[Stored data entries]
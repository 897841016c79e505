use std::path::PathBuf;
use std::sync::Arc;

use anyhow::Context;
use clap::{Parser, Subcommand};
use sqlx::postgres::PgPoolOptions;
use tracing_subscriber::EnvFilter;

mod aggregate;
mod api;
mod cache;
mod compose;
mod compute;
mod config;
mod db;
mod error;
mod models;
mod partial;
mod provider;
mod report;
mod scheduler;
mod store;
mod table;
#[cfg(test)]
mod testing;
mod windows;

use crate::cache::{CachePopulationJob, RunOutcome};
use crate::compose::TreeComposer;
use crate::compute::SummaryComputer;
use crate::config::Config;
use crate::db::Database;

#[derive(Parser)]
#[command(name = "feedback-summary")]
#[command(about = "Course feedback summaries aggregated over the organisation tree", long_about = None)]
struct Cli {
    /// Path to a TOML config file
    #[arg(long, global = true)]
    config: Option<PathBuf>,

    #[command(subcommand)]
    command: Commands,
}

#[derive(Subcommand)]
enum Commands {
    /// Create or upgrade the database schema
    InitDb,
    /// Load realistic seed data
    Seed,
    /// Serve the read API and run the daily cache population
    Serve {
        /// Populate the cache once at startup
        #[arg(long)]
        production: bool,
    },
    /// Populate the summary cache once and exit
    PopulateCache,
    /// Print the composed summary tree of an organisation as JSON
    Summary {
        #[arg(long)]
        organisation: String,
        #[arg(long)]
        start_date: Option<String>,
        #[arg(long)]
        end_date: Option<String>,
    },
    /// Generate a markdown report for an organisation
    Report {
        #[arg(long)]
        organisation: String,
        #[arg(long)]
        start_date: Option<String>,
        #[arg(long)]
        end_date: Option<String>,
        #[arg(long, default_value = "report.md")]
        out: PathBuf,
    },
}

fn init_tracing() {
    let env_filter = EnvFilter::try_from_default_env().unwrap_or_else(|_| EnvFilter::new("info"));

    tracing_subscriber::fmt()
        .with_env_filter(env_filter)
        .with_writer(std::io::stderr)
        .init();
}

type App = (
    TreeComposer<Database, Database, Database>,
    Arc<CachePopulationJob<Database, Database, Database>>,
);

fn build_app(database: Database, config: &Config) -> anyhow::Result<App> {
    let database = Arc::new(database);
    let computer = Arc::new(SummaryComputer::new(
        database.clone(),
        database.clone(),
        config.summary.upstream_timeout(),
        config.summary.min_feedback_count,
    ));
    let job = Arc::new(CachePopulationJob::new(
        database.clone(),
        computer.clone(),
        config.job_settings()?,
    ));
    let composer = TreeComposer::new(database.clone(), database, computer)
        .with_fallback_concurrency(config.database.max_connections as usize);
    Ok((composer, job))
}

#[tokio::main]
async fn main() -> anyhow::Result<()> {
    let cli = Cli::parse();
    init_tracing();

    let config = Config::load(cli.config.as_deref())?;
    let database_url = config.database_url()?;

    let pool = PgPoolOptions::new()
        .max_connections(config.database.max_connections)
        .connect(database_url)
        .await
        .context("failed to connect to Postgres")?;

    match cli.command {
        Commands::InitDb => {
            db::init_db(&pool).await?;
            println!("Schema ready.");
        }
        Commands::Seed => {
            db::seed(&pool).await?;
            println!("Seed data inserted.");
        }
        Commands::Serve { production } => {
            let run_at = config.cache.run_at_time()?;
            let (composer, job) = build_app(Database::new(pool), &config)?;

            let scheduler = scheduler::start(job.clone(), run_at, production || config.cache.run_on_start);
            let state = Arc::new(api::AppState {
                composer,
                job,
                hidden_organisations: config.server.hidden_organisations.iter().cloned().collect(),
            });

            let served = api::serve(state, config.server.port).await;
            scheduler.abort();
            served?;
        }
        Commands::PopulateCache => {
            let (_, job) = build_app(Database::new(pool), &config)?;
            match job.run().await? {
                RunOutcome::Completed(report) => {
                    println!(
                        "Wrote {} summaries for {} organisations across {} windows.",
                        report.documents_written,
                        report.organisations,
                        report.windows.len()
                    );
                    for failure in report.failures.iter() {
                        println!("- {} failed: {}", failure.organisation_id, failure.error);
                    }
                }
                RunOutcome::Skipped => println!("A population run is already in progress."),
            }
        }
        Commands::Summary {
            organisation,
            start_date,
            end_date,
        } => {
            let window =
                windows::window_or_default(start_date.as_deref(), end_date.as_deref(), windows::today())?;
            let (composer, _) = build_app(Database::new(pool), &config)?;
            let tree = composer.compose_organisation_summary(&organisation, window).await?;
            println!("{}", serde_json::to_string_pretty(&tree)?);
        }
        Commands::Report {
            organisation,
            start_date,
            end_date,
            out,
        } => {
            let window =
                windows::window_or_default(start_date.as_deref(), end_date.as_deref(), windows::today())?;
            let (composer, _) = build_app(Database::new(pool), &config)?;
            let tree = composer.compose_organisation_summary(&organisation, window).await?;
            let report = report::build_report(&tree, window);
            std::fs::write(&out, report)?;
            println!("Report written to {}.", out.display());
        }
    }

    Ok(())
}
//! Organisation summary trees.
//!
//! Every node gets a summary: stored documents are used when present, missing
//! ones are computed on the spot. A node whose computation fails or times out
//! is still returned, with zero data and `degraded` set. Nodes are read
//! independently, so siblings may come from documents written at different
//! times by the cache job.

use std::collections::HashMap;
use std::sync::Arc;

use futures::future::{join_all, try_join_all};
use tokio::sync::Semaphore;
use tracing::{debug, warn};

use crate::compute::SummaryComputer;
use crate::error::SummaryError;
use crate::models::{
    CourseUnit, CourseUnitNode, DateWindow, Organisation, OrganisationNode, ScopeType, SummaryData,
    SummaryDocument,
};
use crate::partial::{orphan_realisations, partial_course_units, RealisationSummary};
use crate::provider::{FeedbackSource, Registry};
use crate::store::{SummaryKey, SummaryStore};

#[derive(Debug, Default)]
struct Resolved {
    data: SummaryData,
    degraded: bool,
}

const DEFAULT_FALLBACK_CONCURRENCY: usize = 4;

pub struct TreeComposer<S, R, F> {
    store: Arc<S>,
    registry: Arc<R>,
    computer: Arc<SummaryComputer<S, F>>,
    /// Bounds concurrent on-demand computations so they do not queue on the
    /// connection pool inside their timeout.
    fallback_permits: Semaphore,
}

impl<S, R, F> TreeComposer<S, R, F>
where
    S: SummaryStore,
    R: Registry,
    F: FeedbackSource,
{
    pub fn new(store: Arc<S>, registry: Arc<R>, computer: Arc<SummaryComputer<S, F>>) -> Self {
        Self {
            store,
            registry,
            computer,
            fallback_permits: Semaphore::new(DEFAULT_FALLBACK_CONCURRENCY),
        }
    }

    pub fn with_fallback_concurrency(mut self, concurrency: usize) -> Self {
        self.fallback_permits = Semaphore::new(concurrency.max(1));
        self
    }

    pub async fn compose_organisation_summary(
        &self,
        organisation_id: &str,
        window: DateWindow,
    ) -> Result<OrganisationNode, SummaryError> {
        let organisation = self.organisation(organisation_id).await?;
        let children = self.child_organisations(&organisation).await?;
        let course_units = self.registry.course_units_by_organisation(organisation_id).await?;

        let mut keys = vec![SummaryKey::new(&organisation.id, ScopeType::Organisation, window)];
        keys.extend(
            children
                .iter()
                .map(|child| SummaryKey::new(&child.id, ScopeType::Organisation, window)),
        );
        keys.extend(
            course_units
                .iter()
                .map(|cu| SummaryKey::new(&cu.id, ScopeType::CourseUnit, window)),
        );
        let mut resolved = self.resolve_all(&keys).await?.into_iter();

        let own = resolved.next().unwrap_or_default();
        let child_nodes: Vec<OrganisationNode> = children
            .into_iter()
            .zip(resolved.by_ref())
            .map(|(child, summary)| leaf_organisation(child, summary))
            .collect();
        let mut course_unit_nodes: Vec<CourseUnitNode> = course_units
            .iter()
            .cloned()
            .zip(resolved)
            .map(|(course_unit, summary)| course_unit_node(course_unit, summary))
            .collect();

        let mut owned_ids = organisation.course_unit_ids.clone();
        owned_ids.extend(course_units.iter().map(|cu| cu.id.clone()));
        course_unit_nodes.extend(self.partial_course_units(&organisation.id, &owned_ids, window).await?);

        debug!(
            organisation_id = %organisation.id,
            window = %window,
            child_organisations = child_nodes.len(),
            course_units = course_unit_nodes.len(),
            "composed organisation summary"
        );

        Ok(OrganisationNode {
            id: organisation.id,
            code: organisation.code,
            name: organisation.name,
            summary: own.data,
            child_organisations: child_nodes,
            course_units: course_unit_nodes,
            degraded: own.degraded,
        })
    }

    pub async fn compose_course_unit_summary(
        &self,
        course_unit_id: &str,
        window: DateWindow,
    ) -> Result<CourseUnitNode, SummaryError> {
        let course_unit = self
            .registry
            .course_unit(course_unit_id)
            .await?
            .ok_or_else(|| SummaryError::not_found(ScopeType::CourseUnit, course_unit_id))?;
        let key = SummaryKey::new(&course_unit.id, ScopeType::CourseUnit, window);
        let summary = self.resolve_all(std::slice::from_ref(&key)).await?.pop().unwrap_or_default();

        Ok(course_unit_node(course_unit, summary))
    }

    /// Fully composed trees for each child organisation, or for the
    /// organisation itself when it has none.
    pub async fn compose_children(
        &self,
        organisation_id: &str,
        window: DateWindow,
    ) -> Result<Vec<OrganisationNode>, SummaryError> {
        let organisation = self.organisation(organisation_id).await?;
        if organisation.child_organisation_ids.is_empty() {
            return Ok(vec![self.compose_organisation_summary(organisation_id, window).await?]);
        }

        let children = self.child_organisations(&organisation).await?;
        try_join_all(
            children
                .iter()
                .map(|child| self.compose_organisation_summary(&child.id, window)),
        )
        .await
    }

    async fn organisation(&self, id: &str) -> Result<Organisation, SummaryError> {
        self.registry
            .organisation(id)
            .await?
            .ok_or_else(|| SummaryError::not_found(ScopeType::Organisation, id))
    }

    async fn child_organisations(&self, organisation: &Organisation) -> Result<Vec<Organisation>, SummaryError> {
        let children = try_join_all(
            organisation
                .child_organisation_ids
                .iter()
                .map(|id| self.registry.organisation(id)),
        )
        .await?;

        Ok(organisation
            .child_organisation_ids
            .iter()
            .zip(children)
            .filter_map(|(id, child)| {
                if child.is_none() {
                    warn!(organisation_id = %organisation.id, child_id = %id, "unknown child organisation");
                }
                child
            })
            .collect())
    }

    async fn partial_course_units(
        &self,
        organisation_id: &str,
        owned_ids: &[String],
        window: DateWindow,
    ) -> Result<Vec<CourseUnitNode>, SummaryError> {
        let realisations = self
            .registry
            .course_realisations_by_organisation(organisation_id, window)
            .await?;
        let orphans = orphan_realisations(owned_ids, realisations);
        if orphans.is_empty() {
            return Ok(Vec::new());
        }

        let keys: Vec<SummaryKey> = orphans
            .iter()
            .map(|orphan| SummaryKey::new(&orphan.realisation.id, ScopeType::CourseRealisation, window))
            .collect();
        let resolved = self.resolve_all(&keys).await?;

        let summaries: Vec<RealisationSummary> = orphans
            .into_iter()
            .zip(keys)
            .zip(resolved)
            .map(|((orphan, key), summary)| RealisationSummary {
                orphan,
                document: SummaryDocument {
                    scope_id: key.scope_id,
                    scope_type: key.scope_type,
                    start_date: key.window.start_date,
                    end_date: key.window.end_date,
                    data: summary.data,
                },
                degraded: summary.degraded,
            })
            .collect();

        Ok(partial_course_units(&summaries))
    }

    /// Summaries in the order of `keys`, falling back to computation for
    /// keys the store does not have.
    async fn resolve_all(&self, keys: &[SummaryKey]) -> Result<Vec<Resolved>, SummaryError> {
        let mut stored: HashMap<SummaryKey, SummaryDocument> = self
            .store
            .get_many(keys)
            .await?
            .into_iter()
            .map(|doc| (SummaryKey::of(&doc), doc))
            .collect();

        let lookups = keys.iter().map(|key| {
            let cached = stored.remove(key);
            async move {
                match cached {
                    Some(doc) => Resolved {
                        data: doc.data,
                        degraded: false,
                    },
                    None => self.fallback(key).await,
                }
            }
        });

        Ok(join_all(lookups).await)
    }

    async fn fallback(&self, key: &SummaryKey) -> Resolved {
        let _permit = self.fallback_permits.acquire().await.ok();
        match self.computer.compute(key).await {
            Ok(doc) => Resolved {
                data: doc.data,
                degraded: false,
            },
            Err(err) => {
                warn!(
                    scope_id = %key.scope_id,
                    scope_type = %key.scope_type,
                    window = %key.window,
                    error = %err,
                    "summary unavailable, returning empty data"
                );
                Resolved {
                    data: SummaryData::default(),
                    degraded: true,
                }
            }
        }
    }
}

fn leaf_organisation(organisation: Organisation, summary: Resolved) -> OrganisationNode {
    OrganisationNode {
        id: organisation.id,
        code: organisation.code,
        name: organisation.name,
        summary: summary.data,
        child_organisations: Vec::new(),
        course_units: Vec::new(),
        degraded: summary.degraded,
    }
}

fn course_unit_node(course_unit: CourseUnit, summary: Resolved) -> CourseUnitNode {
    CourseUnitNode {
        id: course_unit.id,
        name: course_unit.name,
        course_code: course_unit.course_code,
        summary: summary.data,
        partial: false,
        degraded: summary.degraded,
    }
}
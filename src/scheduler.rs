use std::sync::Arc;
use std::time::Duration;

use chrono::{DateTime, NaiveTime, Utc};
use tokio::task::JoinHandle;
use tracing::{error, info};

use crate::cache::{CachePopulationJob, RunOutcome};
use crate::provider::{FeedbackSource, Registry};
use crate::store::SummaryStore;

/// Next daily tick at `run_at` (UTC) strictly after `now`.
pub fn next_run(now: DateTime<Utc>, run_at: NaiveTime) -> DateTime<Utc> {
    let today = now.date_naive().and_time(run_at).and_utc();
    if today > now {
        today
    } else {
        today + chrono::Duration::days(1)
    }
}

/// Spawns the daily cache population loop. With `run_on_start` the first run
/// happens immediately.
pub fn start<S, R, F>(
    job: Arc<CachePopulationJob<S, R, F>>,
    run_at: NaiveTime,
    run_on_start: bool,
) -> JoinHandle<()>
where
    S: SummaryStore + 'static,
    R: Registry + 'static,
    F: FeedbackSource + 'static,
{
    tokio::spawn(async move {
        if run_on_start {
            run_once(&job).await;
        }

        loop {
            let now = Utc::now();
            let next = next_run(now, run_at);
            let wait = (next - now).to_std().unwrap_or(Duration::from_secs(60));
            info!(next_run = %next, "scheduled summary cache population");

            tokio::time::sleep(wait).await;
            run_once(&job).await;
        }
    })
}

async fn run_once<S, R, F>(job: &CachePopulationJob<S, R, F>)
where
    S: SummaryStore,
    R: Registry,
    F: FeedbackSource,
{
    info!("running summary cache population");
    match job.run().await {
        Ok(RunOutcome::Completed(report)) => info!(
            run_id = %report.run_id,
            documents_written = report.documents_written,
            failures = report.failures.len(),
            "summary cache population finished"
        ),
        Ok(RunOutcome::Skipped) => {}
        Err(err) => error!(error = %err, "summary cache population failed"),
    }
}

#[cfg(test)]
mod tests {
    use super::*;
    use chrono::TimeZone;

    #[test]
    fn next_run_is_later_today_or_tomorrow() {
        let run_at = NaiveTime::from_hms_opt(6, 30, 0).unwrap();

        let early = Utc.with_ymd_and_hms(2023, 5, 2, 4, 0, 0).unwrap();
        assert_eq!(next_run(early, run_at), Utc.with_ymd_and_hms(2023, 5, 2, 6, 30, 0).unwrap());

        let late = Utc.with_ymd_and_hms(2023, 5, 2, 6, 30, 0).unwrap();
        assert_eq!(next_run(late, run_at), Utc.with_ymd_and_hms(2023, 5, 3, 6, 30, 0).unwrap());
    }
}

▸ What you need to do: Here the job is to transcribe the lines from the first line of the data through the line containing "#[derive(Parser)]", inclusive, exactly and with nothing else.

▸ Exercise solution:
repository 897841016c79e505
use std::path::PathBuf;
use std::sync::Arc;

use anyhow::Context;
use clap::{Parser, Subcommand};
use sqlx::postgres::PgPoolOptions;
use tracing_subscriber::EnvFilter;

mod aggregate;
mod api;
mod cache;
mod compose;
mod compute;
mod config;
mod db;
mod error;
mod models;
mod partial;
mod provider;
mod report;
mod scheduler;
mod store;
mod table;
#[cfg(test)]
mod testing;
mod windows;

use crate::cache::{CachePopulationJob, RunOutcome};
use crate::compose::TreeComposer;
use crate::compute::SummaryComputer;
use crate::config::Config;
use crate::db::Database;

#[derive(Parser)]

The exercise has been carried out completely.